# Forum Learning Russian Language Getting Started with Russian  Г = G or V

## Johan

Всем привет 
I am a begginer of Russian and have a quick question for anyone of you knowledgable polyglots out there. 
Is there a standard rule or system for when the Russian "Г" is pronounced as a English G or V?
eg.
нечего = English "V"
зажигает = English Hard "G" 
If there is no standard rule - is there some helpful trick or method that helped you learn the difference from word to word.  Or, is it a case of exposure and memory? 
Thanks in advance.

----------


## DagothWarez

I think deviations in pronunciation in Russian are marginal in actual fact. Even if you say нечего with G it's OK. Just combine reading and listening and do not think too much about such an intangible problem. As a rule if you see Г – say G. That’s all.

----------


## JJ

I guess the rule is just "the endings -ого/-его sound -ово/-ево".
Examples
Огород - г sounds like g, ого- is not an ending here.
сегодня - г sounds like v becouse the word is combined from 2 words: сего(this, so -его is an ending)and дня(of day).
его - his - just remember that it sounds ево.
зажигает - there is no -ого\-его, it sounds with g.
So нечего sounds like нечево. I don't agree with DagothWarez that нечего with g is OK, it is not! It sounds like a kid's language, every native in the beginning is reading books this way but the adults saying like that sound at least wierd.

----------


## DagothWarez

I think sooner than someone actually begins to speak he’ll correct all that “rough edges” natural way by listening to native speakers. These troubles aren’t worth a hill of beans.

----------


## Johan

Thanks for the answers. 
Like Dagoth said, it should not really a big problem for me to ponder over. 
With words like сегодня & его I look at the words and pronounce them with a V automatically because I know the words from usage.   However I was looking at song lyrics and came across an unknown and pronounced it incorrected, thus the inspiration for that simple question.

----------


## Darobat

If a word ends in -его/-ого, I can assure you it is pronounced as a V.  This is a genetive adjective ending, and this is just a set ending that is always pronounced like that. 
Молодого (молодово)
Хорошего (хорошево)
Красного (красново) 
However, if it is in the middle of a word, don't count on it being pronounced as a v.  Погода is actually pronounced "Pagoda"

----------


## chaika

you got the basic part right - ого or его when it is a genitive adjectival ending or used to be one! the г is pronounced /v/. I'm not sure where dragonbreath heard нечего pronounced with a /g/ there. Maybe out in the boondocks (=захолустье often referred to jokingly as Урюпинск) of northern Russia, but in Standard Russian - it ain't gonna happen, it's /n'echiva/.  
There are a few exceptions - сегодня is one, but if you analyze it, it comes from an adj. + noun: сего дня of this day, from сей день this day. archaic. 
I may as well add this: г is also pronounced a bit like English /h/ in words referring to or derived from the word referring to God or the stem благ- in church-related words. Бог, благодарим. Not many, though. I'm sure Muscovites can correct me and point out the few items.

----------


## Darobat

I'm curious, how this came to be.  For the most part, russian is a phonetic language, yet ого and его are not pronounced phonetically sometimes.  What happened?

----------


## vxp

> I'm curious, how this came to be.  For the most part, russian is a phonetic language, yet ого and его are not pronounced phonetically sometimes.  What happened?

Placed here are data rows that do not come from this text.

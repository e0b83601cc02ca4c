use std::path::Path;
use std::path::PathBuf;

use csb_core::config::ConfigError;
use csb_core::Config;

const APP_DIR: &str = "csb";
const CONFIG_FILE: &str = "config.toml";

#[derive(Debug, thiserror::Error)]
pub enum SettingsError {
    #[error("could not read config file {path}: {source}")]
    Read {
        path: PathBuf,
        #[source]
        source: std::io::Error,
    },
    #[error("could not parse config file {path}: {source}")]
    Parse {
        path: PathBuf,
        #[source]
        source: toml::de::Error,
    },
    #[error("invalid configuration: {0}")]
    Invalid(#[from] ConfigError),
}

/// Resolved configuration plus where state lives on disk.
#[derive(Debug, Clone, PartialEq)]
pub struct Settings {
    pub config: Config,
    /// File the config came from, `None` when defaults were used.
    pub source: Option<PathBuf>,
    pub data_dir: PathBuf,
}

pub fn default_config_path() -> Option<PathBuf> {
    dirs::config_dir().map(|dir| dir.join(APP_DIR).join(CONFIG_FILE))
}

fn default_data_dir() -> PathBuf {
    dirs::data_dir()
        .map(|dir| dir.join(APP_DIR))
        .unwrap_or_else(|| PathBuf::from(".csb"))
}

/// An explicit `--config` must exist. The default location may be absent.
pub fn load_settings(
    explicit: Option<&Path>,
    data_dir_override: Option<&Path>,
) -> Result<Settings, SettingsError> {
    let (config, source) = match explicit {
        Some(path) => (read_config(path)?, Some(path.to_path_buf())),
        None => match default_config_path().filter(|path| path.exists()) {
            Some(path) => (read_config(&path)?, Some(path)),
            None => (Config::default(), None),
        },
    };
    config.validate()?;

    let data_dir = data_dir_override
        .map(Path::to_path_buf)
        .or_else(|| config.storage.dir.clone())
        .unwrap_or_else(default_data_dir);

    Ok(Settings {
        config,
        source,
        data_dir,
    })
}

pub fn read_config(path: &Path) -> Result<Config, SettingsError> {
    let content = std::fs::read_to_string(path).map_err(|source| SettingsError::Read {
        path: path.to_path_buf(),
        source,
    })?;
    toml::from_str(&content).map_err(|source| SettingsError::Parse {
        path: path.to_path_buf(),
        source,
    })
}

#[cfg(test)]
mod tests {
    use pretty_assertions::assert_eq;

    use super::*;

    #[test]
    fn partial_file_keeps_defaults_for_other_sections() {
        let dir = tempfile::tempdir().expect("tempdir");
        let path = dir.path().join("config.toml");
        std::fs::write(&path, "[wheel]\nsize = 600.0\nr_outer = 280.0\n").expect("write config");

        let settings =
            load_settings(Some(&path), Some(dir.path())).expect("settings should load");
        assert_eq!(settings.config.wheel.size, 600.0);
        assert_eq!(settings.config.wheel.r_outer, 280.0);
        assert_eq!(settings.config.wheel.r_inner, 120.0);
        assert_eq!(settings.config.soundboard.capacity, 5);
        assert_eq!(settings.source.as_deref(), Some(path.as_path()));
        assert_eq!(settings.data_dir, dir.path());
    }

    #[test]
    fn storage_dir_from_file_is_used_without_override() {
        let dir = tempfile::tempdir().expect("tempdir");
        let path = dir.path().join("config.toml");
        std::fs::write(&path, "[storage]\ndir = \"/tmp/csb-state\"\n").expect("write config");

        let settings = load_settings(Some(&path), None).expect("settings should load");
        assert_eq!(settings.data_dir, PathBuf::from("/tmp/csb-state"));
    }

    #[test]
    fn missing_explicit_file_is_an_error() {
        let dir = tempfile::tempdir().expect("tempdir");
        let err = load_settings(Some(&dir.path().join("nope.toml")), None)
            .expect_err("missing file should fail");
        assert!(matches!(err, SettingsError::Read { .. }));
    }

    #[test]
    fn malformed_and_invalid_files_are_rejected() {
        let dir = tempfile::tempdir().expect("tempdir");
        let path = dir.path().join("config.toml");

        std::fs::write(&path, "[wheel\nsize = ").expect("write config");
        assert!(matches!(
            load_settings(Some(&path), None),
            Err(SettingsError::Parse { .. })
        ));

        std::fs::write(&path, "[wheel]\nslots = 0\n").expect("write config");
        assert!(matches!(
            load_settings(Some(&path), None),
            Err(SettingsError::Invalid(ConfigError::NoSlots))
        ));
    }
}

 Exceptions to every rule, though.
Много for instance, is pronounced with a 'g'  ::  
Who knows how it came to be.
It just is.

----------


## Анатолий

> I'm curious, how this came to be. For the most part, russian is a phonetic language, yet ого and его are not pronounced phonetically sometimes. What happened?

 Strange question. Why did so many phonetical changes happen in English? 
Endings -ого, -его are inherent to most Slavic languages (with some variations in spelling and pronunciations). Only in Russian it's pronounced as as "V", pronouncing those endings with "G" will make you sound like an old preast (in some movies you can hear those endings pronounced as G). 
The rule is not hard to remember but there but there are words that end -ого and they are pronounced as expected - G:  
много, ого! 
EDIT:
vxp posted earlier than me but I didn't read his post.

----------


## JJ

> Exceptions to every rule, though.
> Много for instance, is pronounced with a 'g'

 This is not an exception though. The root is мног- here so there is an ending -o, not -ogo.

----------


## danielNeal

hey dagoth, what is shype ? please explain. 
[

----------


## Mea Culpa

> hey dagoth, what is shype ? please explain. 
> [

 LOL........SHYPE :P That would indeed be a much better name for the program.

----------


## DagothWarez

> hey dagoth, what is shype ? please explain. 
> [

 http://www.skype.com  http://en.wikipedia.org/wiki/Skype  http://forum.skype.com

----------